Yaşam yolculuğunda ilerlerken, her Güneş/Ay kavuşumu olduğunda, yani her yeniay zamanında, bir aktivite döngüsüne başlarız.
Dolunayda ise, yaklaşık iki hafta önce başlattığımız aktivite döngüsünün tam etkisini yaşarız.
Sürekli olarak yeni bir şey başlatma döngüsünden (yeniay) geçer, ardından yaşanan dolunayda bu başlatılan şeyin tam deneyimini yaşarız. Daha sonra bu başlamış olan şeyi konsolide etmeye, kullanmaya, bitirmeye başlarız ve bu süreç, küçülen ay döngüsü sırasında yavaş yavaş zayıflar. Ardından, başka bir yeniay döngüsü başlar.
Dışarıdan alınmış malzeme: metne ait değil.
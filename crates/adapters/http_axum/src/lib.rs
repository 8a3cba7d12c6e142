//! # doorbridge-adapter-http-axum
//!
//! Inbound HTTP adapter — the webhook listener for both origin systems.
//!
//! ## Responsibilities
//! - Verify HMAC signatures on Access Controller deliveries
//! - Authenticate both webhook origins (shared header token / shared query
//!   token)
//! - Decode events at the boundary and hand them to an independently
//!   running task, so the HTTP response never waits for downstream
//!   processing
//! - Track spawned per-event tasks for graceful drain during shutdown
//!
//! ## Dependency rule
//! Depends on `doorbridge-app` (router service, port traits) and
//! `doorbridge-domain`. Never the reverse.

pub mod router;
pub mod signature;
pub mod state;
pub mod webhooks;
//! HMAC signature verification for Access Controller webhook deliveries.
//!
//! The controller signs every delivery with a `Signature` header of the
//! form `t=<unix seconds>,v1=<hex HMAC-SHA256>`, where the digest covers
//! `"<timestamp>." + payload`. Unrecognised version keys are skipped, not
//! rejected, so newer signing schemes do not break older consumers.
//!
//! No timestamp freshness window is enforced; a verified payload replays
//! within an unbounded window.

use hmac::{Hmac, Mac};
use sha2::Sha256;

use doorbridge_domain::error::SignatureError;

type HmacSha256 = Hmac<Sha256>;

/// Signing scheme version this middleware understands.
const SIGNING_VERSION: &str = "v1";

/// Parsed `Signature` header.
#[derive(Debug, Clone, PartialEq, Eq)]
pub struct SignedHeader {
    /// Unix timestamp the digest was computed over.
    pub timestamp: i64,
    /// Raw digest bytes of a known signing version.
    pub signature: Vec<u8>,
}

/// Parse a `Signature` header into its timestamp and digest.
///
/// # Errors
///
/// [`SignatureError::Missing`] when the header is empty,
/// [`SignatureError::InvalidHeader`] when a pair is unparseable, and
/// [`SignatureError::NoValidSignature`] when no digest of a known version
/// is present.
pub fn parse_signature_header(header: &str) -> Result<SignedHeader, SignatureError> {
    if header.is_empty() {
        return Err(SignatureError::Missing);
    }

    let mut timestamp = 0i64;
    let mut signature = Vec::new();

    for pair in header.split(',') {
        let parts: Vec<&str> = pair.split('=').collect();
        let [key, value] = parts[..] else {
            return Err(SignatureError::InvalidHeader);
        };
        match key {
            "t" => {
                timestamp = value
                    .parse()
                    .map_err(|_| SignatureError::InvalidHeader)?;
            }
            SIGNING_VERSION => {
                // a malformed digest for a known version is skipped, like
                // an unknown version, rather than rejecting the delivery
                if let Ok(sig) = hex::decode(value) {
                    signature = sig;
                }
            }
            _ => {}
        }
    }

    if signature.is_empty() {
        return Err(SignatureError::NoValidSignature);
    }

    Ok(SignedHeader {
        timestamp,
        signature,
    })
}

/// Compute the expected digest for a payload at a given timestamp.
#[must_use]
pub fn compute_signature(timestamp: i64, payload: &[u8], secret: &str) -> Vec<u8> {
    let mut mac = HmacSha256::new_from_slice(secret.as_bytes())
        .expect("HMAC accepts keys of any length");
    mac.update(timestamp.to_string().as_bytes());
    mac.update(b".");
    mac.update(payload);
    mac.finalize().into_bytes().to_vec()
}

/// Verify a payload against its `Signature` header.
///
/// The digest comparison is constant-time.
///
/// # Errors
///
/// Propagates the parse failures of [`parse_signature_header`], plus
/// [`SignatureError::Mismatch`] when the supplied digest differs from the
/// computed one.
pub fn validate_payload(
    payload: &[u8],
    sig_header: &str,
    secret: &str,
) -> Result<(), SignatureError> {
    let header = parse_signature_header(sig_header)?;

    let mut mac = HmacSha256::new_from_slice(secret.as_bytes())
        .expect("HMAC accepts keys of any length");
    mac.update(header.timestamp.to_string().as_bytes());
    mac.update(b".");
    mac.update(payload);
    mac.verify_slice(&header.signature)
        .map_err(|_| SignatureError::Mismatch)
}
Ay tutulması sırasında ise Ay tutulur ve kaybolur. Yani, bir Ay tutulması ile standart bir dolunay arasındaki temel fark, dolunayda Ay'ın dolgun ve parlak olmasıyken tutulmada Ay'ın karanlıkta olması, görünmemesidir.
Yaşamımızın genellikle belirli bir şekilde akmasını bekleriz. Mümkün olduğunca bilinçli bir şekilde ilerleriz. Planlar yaparız, bir şeyleri çözeriz, ne yapacağımıza karar veririz.
Hayatımızdaki bu bilinçli çabalar ön planda yer alsa da yüzeyin altında sürekli olarak harekete geçen bilinçaltı güçler, beklenmedik sürprizleri ve dönüştürücü değişiklikleri gerçekleştirebilir. Ay, bilinçaltının sembolüdür.
Bir Ay tutulması meydana geldiğinde, Ay bir an için engellenerek (tutularak), bilinçaltı güçlerin şekillendirdiği sonuçlar ortaya çıkabilir. Yani tutulma esnalarında bilinçli varoluşumuzda yol alırken, aniden tam anlamıyla neden ve nasıl olduğunu anlamadığımız karar verme süreçlerinde kendimizi bulabiliriz de. Bu yüzden tutulma günlerinde önemli kararlar verilmemesi önerilir.
Her 18 yıl +11 günde bir gerçekleşen aynı Saros döngüsündeki bir Ay tutulması, bilinçaltımızda çalışan benzer temaların tekrarlanması anlamına gelir. Bu açığa çıkan durumların doğası hoş sürprizlerden şok edici gelişmelere kadar uzanabilir.
Özetle, bir Ay tutulması bir katalizör işlevi görür, beklentilerimizi yeniden şekillendirebilir ve çabalarımızın seyrini değiştirebilir. Hayal ettiğimiz, çalıştığımız ve öngördüğümüz şeyler ile gerçekler arasındaki uyumsuzluk açığa çıkar. Bu yeni gerçeklere göre de uyum sağlamamız gerekir.